Y dicho y hecho. En dos minutos Irene había abierto la puerta con de la casa de Martina con la llave de repuesto, y estaba en la habitación. Se sentó en el borde de la cama, y posando una mano en la cara de su amiga comenzó a hablar…

- En serio Mar, ¿qué te pasa? Estas muy rara…ya no esta noche, últimamente.

- No sé, yo creo que estamos raras las dos, ¿no?

- ¿Yo también? Yo me veo como siempre… ¿Qué he hecho?

- No has hecho nada en concreto, es qué ahora lo que quieres es salir con chicos y yo creo que sobro en esos planes.
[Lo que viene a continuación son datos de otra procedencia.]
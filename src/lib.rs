//! Rein Locomotion
//!
//! Path-following locomotion and contact-driven hand IK targeting for
//! physically simulated characters.
//!
//! # Architecture
//!
//! The library is organized into layers:
//!
//! 1. **interfaces** - Contracts for the host's navigation, physics, orientation and animation
//! 2. **frame** - Body-relative frames of reference and rate-limited blending helpers
//! 3. **contact** - Live set of hand-target contacts
//! 4. **ik** - Hand placement coordinator and per-limb IK blend channels
//! 5. **motion** - Direct and agent-delegated motion controllers
//! 6. **animation** - Speed parameter bridge and recorded IK goals
//! 7. **character** - Per-character aggregate and frame ordering
//! 8. **physics** - Surface friction, a minimal body integrator, contact manifolds
//! 9. **ecs** - hecs integration (feature = "ecs")
//!
//! Everything is single-threaded and frame-stepped: the host calls into each
//! character once per tick, movement before the physics step and hand IK after it.

pub mod animation;
pub mod character;
pub mod config;
pub mod contact;
pub mod error;
pub mod frame;
pub mod ik;
pub mod interfaces;
pub mod motion;
pub mod navigation;
pub mod orientation;
pub mod physics;

#[cfg(feature = "ecs")]
pub mod ecs;

// Re-export commonly used types
pub use animation::{LimbPose, LocomotionAnimationBridge, PoseTargets};
pub use character::{BodyCollision, Character};
pub use config::{AgentConfig, HandIkConfig, LimbConfig, LimbSpeed, LocomotionConfig};
pub use contact::{ContactEvent, ContactId, ContactTracker, ObjectId};
pub use error::{ConfigError, NavigationError};
pub use frame::Frame;
pub use ik::{HandAssignments, HandPlacementCoordinator, LimbIkChannel};
pub use interfaces::{
    AnimationBackend, CharacterBody, HandTarget, Limb, NavigationQuery, OrientationController,
};
pub use motion::{
    AgentMotionController, DirectMotionController, MotionContext, MotionEvent, MotionProgress,
    MoveOutcome, PathPlan, SpeedCurve, SteeringAgent,
};
pub use navigation::{Aabb, StraightLineNavigator};
pub use orientation::YawTurner;
pub use physics::{BodyKind, FrictionCombine, SimulatedBody, SurfaceFriction};

#[cfg(feature = "ecs")]
pub use ecs::prelude::*;

// Re-export glam for convenience
pub use glam;
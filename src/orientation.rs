//! Rate-limited yaw orientation controller.

use std::f32::consts::{PI, TAU};

use glam::{Quat, Vec3};

use crate::frame::yaw_of;
use crate::interfaces::OrientationController;

/// Remaining turn below this counts as aligned.
pub const ALIGNED_EPSILON: f32 = 1e-4;

/// Turns a yaw angle toward the requested direction at a fixed angular rate.
///
/// The host copies [`YawTurner::rotation`] onto the body after each tick.
#[derive(Debug, Clone)]
pub struct YawTurner {
    /// Current yaw in radians about +Y (0 faces +Z).
    pub yaw: f32,
    /// Turn rate in radians per second. Default: 2π.
    pub turn_rate: f32,
}

impl YawTurner {
    pub fn new(yaw: f32, turn_rate: f32) -> Self {
        Self { yaw, turn_rate }
    }

    pub fn rotation(&self) -> Quat {
        Quat::from_rotation_y(self.yaw)
    }

    pub fn forward(&self) -> Vec3 {
        self.rotation() * Vec3::Z
    }
}

impl Default for YawTurner {
    fn default() -> Self {
        Self::new(0.0, TAU)
    }
}

/// Wrap an angle to `(-π, π]`.
fn wrap_angle(angle: f32) -> f32 {
    let wrapped = (angle + PI).rem_euclid(TAU) - PI;
    if wrapped <= -PI {
        wrapped + TAU
    } else {
        wrapped
    }
}

impl OrientationController for YawTurner {
    fn turn_toward(&mut self, direction: Vec3, dt: f32) -> f32 {
        let Some(target) = yaw_of(direction) else {
            return 0.0;
        };

        let delta = wrap_angle(target - self.yaw);
        let step = self.turn_rate * dt;
        if delta.abs() <= step {
            self.yaw = target;
            return 0.0;
        }
        self.yaw = wrap_angle(self.yaw + delta.signum() * step);
        let remaining = delta.abs() - step;
        if remaining <= ALIGNED_EPSILON {
            0.0
        } else {
            remaining
        }
    }
}

#[cfg(test)]
mod tests {
    use super::*;
    use std::f32::consts::FRAC_PI_2;

    #[test]
    fn test_wrap_angle() {
        assert!((wrap_angle(3.0 * PI / 2.0) + FRAC_PI_2).abs() < 1e-5);
        assert!((wrap_angle(-3.0 * PI / 2.0) - FRAC_PI_2).abs() < 1e-5);
        assert!((wrap_angle(0.25) - 0.25).abs() < 1e-6);
    }

    #[test]
    fn test_turns_at_rate_then_reports_aligned() {
        let mut turner = YawTurner::new(0.0, PI);
        let remaining = turner.turn_toward(Vec3::X, 0.25);
        assert!((remaining - FRAC_PI_2 / 2.0).abs() < 1e-5);
        assert!((turner.yaw - PI / 4.0).abs() < 1e-5);

        assert_eq!(turner.turn_toward(Vec3::X, 0.25), 0.0);
        assert!((turner.forward() - Vec3::X).length() < 1e-5);
    }

    #[test]
    fn test_takes_short_way_round() {
        let mut turner = YawTurner::new(0.9 * PI, 1.0);
        turner.turn_toward(Vec3::new(-0.1, 0.0, -1.0), 0.01);
        // Target is just past -π; crossing the seam is shorter than unwinding.
        assert!(turner.yaw > 0.9 * PI);
    }

    #[test]
    fn test_zero_direction_is_aligned() {
        let mut turner = YawTurner::default();
        assert_eq!(turner.turn_toward(Vec3::ZERO, 0.1), 0.0);
        assert_eq!(turner.turn_toward(Vec3::Y, 0.1), 0.0);
        assert_eq!(turner.yaw, 0.0);
    }
}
- ¿Qué sobras? ¿Me lo estás diciendo en serio?... Mira Martina, tu nunca sobras de mi lado. Pensé que no hacia falta que te explicara que eres la persona más importante de mi vida...

- ¿La más importante?

- Claro, eres en quien más confío, con la persona que más me apetece estar, la que mejor me entiende… Ningún chico es más importante que tú, siempre serás lo primero…  A ti lo que te pasa es que has tenido un ataque de celos- dijo Irene y empezó a reírse y a hacerle cosquillas a Martina.
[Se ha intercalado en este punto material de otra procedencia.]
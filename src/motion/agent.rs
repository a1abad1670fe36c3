//! Motion delegated to a steering agent.

use glam::Vec3;

use super::{MotionEvent, MotionProgress, SpeedCurve};
use crate::config::AgentConfig;
use crate::error::ConfigError;

/// Steering backend that owns the body's low-level velocity.
pub trait SteeringAgent {
    fn position(&self) -> Vec3;
    fn set_destination(&mut self, destination: Vec3);
    fn set_speed(&mut self, speed: f32);
    /// Radius within which the agent counts as arrived.
    fn stopping_distance(&self) -> f32;
    fn set_stopped(&mut self, stopped: bool);
    fn is_stopped(&self) -> bool;
}

/// Monitors a steering agent toward a destination and shapes its speed.
///
/// Each tick the remaining straight-line distance is recomputed and the agent
/// speed is set from a distance-to-speed curve. The command ends once the agent
/// is within its stopping distance.
#[derive(Debug, Clone)]
pub struct AgentMotionController {
    config: AgentConfig,
    curve: SpeedCurve,
    destination: Vec3,
    total_distance: f32,
    distance_remaining: f32,
    in_progress: bool,
    events: Vec<MotionEvent>,
}

impl AgentMotionController {
    pub fn new(config: AgentConfig, agent: &dyn SteeringAgent) -> Result<Self, ConfigError> {
        config.validate()?;

        let curve = SpeedCurve::new(config.curve_floor, config.full_speed_distance);
        Ok(Self {
            config,
            curve,
            destination: agent.position(),
            total_distance: 0.0,
            distance_remaining: 0.0,
            in_progress: false,
            events: Vec::new(),
        })
    }

    pub fn destination(&self) -> Vec3 {
        self.destination
    }

    pub fn curve(&self) -> &SpeedCurve {
        &self.curve
    }

    pub fn drain_events(&mut self) -> Vec<MotionEvent> {
        std::mem::take(&mut self.events)
    }

    /// Request movement to `target`. Returns whether the request was accepted.
    ///
    /// While a command is in flight the agent is simply redirected.
    pub fn move_to(&mut self, target: Vec3, agent: &mut dyn SteeringAgent) -> bool {
        if target.distance(self.destination) <= self.config.destination_tolerance {
            return false;
        }

        let distance = agent.position().distance(target);
        self.total_distance = distance;
        self.distance_remaining = distance;
        self.destination = target;
        agent.set_destination(target);

        if !self.in_progress {
            agent.set_stopped(false);
            self.in_progress = true;
        }

        tracing::debug!(destination = ?target, distance, "agent move started");
        self.events.push(MotionEvent::Started {
            destination: target,
        });
        true
    }

    /// Stop the agent, end the command and zero the distance readouts.
    pub fn stop(&mut self, agent: &mut dyn SteeringAgent) {
        agent.set_stopped(true);
        self.total_distance = 0.0;
        self.distance_remaining = 0.0;
        if self.in_progress {
            self.in_progress = false;
            self.events.push(MotionEvent::Cancelled);
        }
    }

    /// Advance the monitoring loop by one tick.
    pub fn tick(&mut self, agent: &mut dyn SteeringAgent) {
        if !self.in_progress {
            return;
        }

        self.distance_remaining = agent.position().distance(self.destination);
        if self.distance_remaining <= agent.stopping_distance() {
            agent.set_stopped(true);
            self.in_progress = false;
            tracing::debug!(remaining = self.distance_remaining, "agent arrived");
            self.events.push(MotionEvent::Arrived {
                position: agent.position(),
            });
            self.events.push(MotionEvent::Completed);
            return;
        }

        agent.set_speed(self.config.max_speed * self.curve.evaluate(self.distance_remaining));
    }
}

impl MotionProgress for AgentMotionController {
    fn is_in_progress(&self) -> bool {
        self.in_progress
    }

    fn total_distance(&self) -> f32 {
        self.total_distance
    }

    fn distance_remaining(&self) -> f32 {
        self.distance_remaining
    }
}
//! Body-relative frames of reference.
//!
//! Axes follow the character convention: +X right, +Y up, +Z forward.

use glam::{Quat, Vec3};

/// A rigid frame of reference (origin + orientation), passed around by value.
#[derive(Debug, Clone, Copy, PartialEq)]
pub struct Frame {
    pub origin: Vec3,
    pub rotation: Quat,
}

impl Frame {
    /// Identity frame at the world origin.
    pub const IDENTITY: Self = Self {
        origin: Vec3::ZERO,
        rotation: Quat::IDENTITY,
    };

    pub fn new(origin: Vec3, rotation: Quat) -> Self {
        Self { origin, rotation }
    }

    /// Frame at `origin` rotated `yaw` radians about +Y.
    pub fn from_yaw(origin: Vec3, yaw: f32) -> Self {
        Self::new(origin, Quat::from_rotation_y(yaw))
    }

    pub fn right(&self) -> Vec3 {
        self.rotation * Vec3::X
    }

    pub fn up(&self) -> Vec3 {
        self.rotation * Vec3::Y
    }

    pub fn forward(&self) -> Vec3 {
        self.rotation * Vec3::Z
    }

    /// Express a world-space point in this frame.
    pub fn to_local(&self, point: Vec3) -> Vec3 {
        self.rotation.inverse() * (point - self.origin)
    }

    /// Convert a point in this frame back to world space.
    pub fn to_world(&self, local: Vec3) -> Vec3 {
        self.origin + self.rotation * local
    }
}

impl Default for Frame {
    fn default() -> Self {
        Self::IDENTITY
    }
}

/// Yaw angle (radians about +Y) whose forward axis points along `direction`.
///
/// Returns `None` for directions without a horizontal component.
pub fn yaw_of(direction: Vec3) -> Option<f32> {
    let flat = Vec3::new(direction.x, 0.0, direction.z);
    if flat.length_squared() <= f32::EPSILON {
        return None;
    }
    Some(flat.x.atan2(flat.z))
}

/// Drop the vertical component.
pub fn horizontal(v: Vec3) -> Vec3 {
    Vec3::new(v.x, 0.0, v.z)
}

/// Move `current` toward `target` by at most `max_delta`, never overshooting.
pub fn move_towards(current: Vec3, target: Vec3, max_delta: f32) -> Vec3 {
    let delta = target - current;
    let distance = delta.length();
    if distance <= max_delta || distance <= f32::EPSILON {
        target
    } else {
        current + delta / distance * max_delta
    }
}

/// Scalar version of [`move_towards`].
pub fn move_towards_f32(current: f32, target: f32, max_delta: f32) -> f32 {
    if (target - current).abs() <= max_delta {
        target
    } else {
        current + (target - current).signum() * max_delta
    }
}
Comenzaron a jugar entre ellas, como lo habían hecho tantas veces, Irene acabo tumbada encima de Martina, y de repente todo cambio, o quizás ya hacía tiempo que había cambiado sin que ninguna de las dos se diera cuenta. Se miraron a los ojos en esa misma postura durante un minuto, y entonces Irene la besa. Fue un pico, pequeño en los labios, pero al ver que Martina no se apartaba le dio otro beso, en esta ocasión más largo, y a ese le siguió otro, y otro… y comenzaron a acariciarse. En un momento dado Irene se incorporo y se quito la camiseta y también el sujetador. Martina extendió su mano y le toco un pecho, lo hizo con miedo, pero al ver la cara de placer de Irene se dejo llevar. Esa noche hicieron el amor, era la primera vez para las dos, tenían dieciséis años. La noche de San Juan, la más corta del año, para ellas se había convertido en la más larga e importante de sus vidas hasta ese momento.

 

Sentada en el avión Martina temblaba al recordar todos esos momentos. Después de esa primera noche llegaron muchas más. Al principio no hablaron directamente del tema, pero de alguna manera las dos sabían que habían comenzado una relación, que eso incluía fidelidad, e Irene dejó de prestar atención a esos chicos que le comían la oreja constantemente. Decidieron que ese amor sería su secreto, pues San Antonio era un pueblo muy pequeño y las dos tenían miedo de que no las aceptaran, aunque ahora Martina se daba cuenta de que la que siempre había insistido en ese punto era ella. Irene era más valiente, y eso que parecía que tenía más que perder.

Martina no podía dejar de pensar en su historia, y en el final abrupto que había tenido. Un final que no lo fue tanto, teniendo en cuenta lo que había pasado entre ellas la noche anterior. Tenía que hablar con ella, tenía que volver a verla… Martina había decidido volver a buscar a Irene, no lo podía evitar.